I agree with jomaxx that it's likely due to something other than a simple increase in traffic. In a post of mine from October [webmasterworld.com] (scroll down to msg #5) I noted that one of my sites running AdSense had page views and visitors increase by factors of 15 and 20 respectively over a 3 day period. On a number of occasions the same site had daily AdSense impressions, clicks and earnings increase by factors of 10-30, 5-15 and 3-10 respectively due to links from popular sites, mention in a popular 6-figure distro newsletter and additional linking from other sites that resulted. To put it in perspective, prior to these spikes the site was serving daily impressions in the high 4-figures and clicks in the 3-figures. There was never a warning email or banning of the web site as a result.
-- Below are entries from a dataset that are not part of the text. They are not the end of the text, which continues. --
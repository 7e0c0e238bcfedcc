//! Security subsystem.
//!
//! # Data Flow
//! ```text
//! Incoming request:
//!     → rate_limit.rs (per-client token bucket)
//!     → headers.rs (strip hop-by-hop, add X-Forwarded-For)
//!     → Pass to load balancer
//! ```
//!
//! # Design Decisions
//! - Fail closed: a client over its limit is rejected before any backend is chosen
//! - Client identity is the peer IP, never a client-supplied header

pub mod headers;
pub mod rate_limit;

pub use rate_limit::{BucketConfig, ClientEntry, LimiterConfig, RateLimiter};
//! Header manipulation for forwarded traffic.
//!
//! # Responsibilities
//! - Strip hop-by-hop headers in both directions
//! - Append the client address to X-Forwarded-For

use std::net::IpAddr;

use axum::http::header::{self, HeaderMap, HeaderName, HeaderValue};

pub const X_FORWARDED_FOR: HeaderName = HeaderName::from_static("x-forwarded-for");

/// Headers that only apply to a single transport hop (RFC 9110 §7.6.1).
const HOP_BY_HOP: [HeaderName; 8] = [
    header::CONNECTION,
    HeaderName::from_static("keep-alive"),
    header::PROXY_AUTHENTICATE,
    header::PROXY_AUTHORIZATION,
    header::TE,
    header::TRAILER,
    header::TRANSFER_ENCODING,
    header::UPGRADE,
];

/// Remove hop-by-hop headers, including any named by `Connection`.
pub fn strip_hop_by_hop(headers: &mut HeaderMap) {
    let listed: Vec<HeaderName> = headers
        .get_all(header::CONNECTION)
        .iter()
        .filter_map(|value| value.to_str().ok())
        .flat_map(|value| value.split(','))
        .filter_map(|name| HeaderName::from_bytes(name.trim().as_bytes()).ok())
        .collect();

    for name in listed.iter().chain(HOP_BY_HOP.iter()) {
        headers.remove(name);
    }
}

/// Append `client` to X-Forwarded-For, keeping any existing chain.
pub fn append_forwarded_for(headers: &mut HeaderMap, client: IpAddr) {
    let chain = match headers.get(&X_FORWARDED_FOR).and_then(|v| v.to_str().ok()) {
        Some(existing) if !existing.trim().is_empty() => format!("{existing}, {client}"),
        _ => client.to_string(),
    };

    if let Ok(value) = HeaderValue::from_str(&chain) {
        headers.insert(X_FORWARDED_FOR, value);
    }
}
//! Structured logging.
//!
//! # Design Decisions
//! - `tracing` everywhere, structured fields rather than formatted strings
//! - `RUST_LOG` wins over the configured level when set
//! - Pretty output for development, JSON lines for production

use std::fs::{File, OpenOptions};
use std::sync::Mutex;

use thiserror::Error;
use tracing_subscriber::fmt::writer::BoxMakeWriter;
use tracing_subscriber::util::TryInitError;
use tracing_subscriber::{layer::SubscriberExt, util::SubscriberInitExt, EnvFilter, Layer};

use crate::config::{LogFormat, ObservabilityConfig};

#[derive(Debug, Error)]
pub enum LoggingError {
    #[error("failed to open log file: {0}")]
    Io(#[from] std::io::Error),

    #[error("failed to install subscriber: {0}")]
    Init(#[from] TryInitError),
}

/// Install the global subscriber. Fails if one is already installed.
pub fn init_logging(config: &ObservabilityConfig) -> Result<(), LoggingError> {
    let filter = EnvFilter::try_from_default_env()
        .unwrap_or_else(|_| EnvFilter::new(format!("tollgate={0},tower_http={0}", config.log_level)));

    let writer = match &config.log_file {
        Some(path) => {
            let file: File = OpenOptions::new().create(true).append(true).open(path)?;
            BoxMakeWriter::new(Mutex::new(file))
        }
        None => BoxMakeWriter::new(std::io::stdout),
    };
    let ansi = config.log_file.is_none();

    let fmt_layer = match config.log_format {
        LogFormat::Json => tracing_subscriber::fmt::layer()
            .json()
            .with_writer(writer)
            .boxed(),
        LogFormat::Pretty => tracing_subscriber::fmt::layer()
            .with_ansi(ansi)
            .with_writer(writer)
            .boxed(),
    };

    tracing_subscriber::registry()
        .with(filter)
        .with(fmt_layer)
        .try_init()?;

    Ok(())
}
It was legitimiate traffic and had it been analyzed for fraud I suspect that it would have looked legitimate as well. YMMV.
However, I did get a warning from Google about clicking on my own banners. So I emailed them back and mentioned that I had clicked on it and actually purchased from the site and they said ok, but not to do it again...
I worry about employees clicking on the Adsense banners on our site. I've told them not to but since most have our site set as their homepage it's just a matter of time before someone gets intrigued by a banner ad they see...
Is it possible that a competitor or a competitor of someone who's ads show on your site launched a click attack?
Is there any possiblity that someone you know may have been trying to "help" you by clicking on ads?
I guess the sudden spike of traffic hit you out. Most cheaters are greedy, and if they start cheating, they can't hold back to click lots of ads an generate lots of traffic from one day to the other. And since your CTR also rised, I bet your traffic pattern seemed really suspicious to the google alogorithm.
Have you analyzed you server log files? Seems you recieved some sort of automatic notification. I would research hard to understand what has happened and maybe help GG and yourself to better estimate what has happened.
I'm still waiting to hear back from google, but from what I've heard going back through older threads I couldn't find many specific examples of them reversing their decision.
Thanks for all replies, I'll keep you informed if I find anything concrete or hear back from them.
I don't have any forums, and the people I have told about the page I've told to make sure they don't click more then once every few weeks if that often
This part stuck out to me.
When you told people about your site, did you tell them to click the ads, but just not more than once every few weeks?
If so, this might have shown up as a pattern on Google's end. If the same people are clicking ads on the same site from the same IP addresses (which ever ones they have), then it could be seen as fraudulent activity.
You would probably have been better off telling people to NOT click on the ads at all.
They may have thought they were helping you out, or they may have just clicked more often than the thought. Either way, it doesn't "sound" good.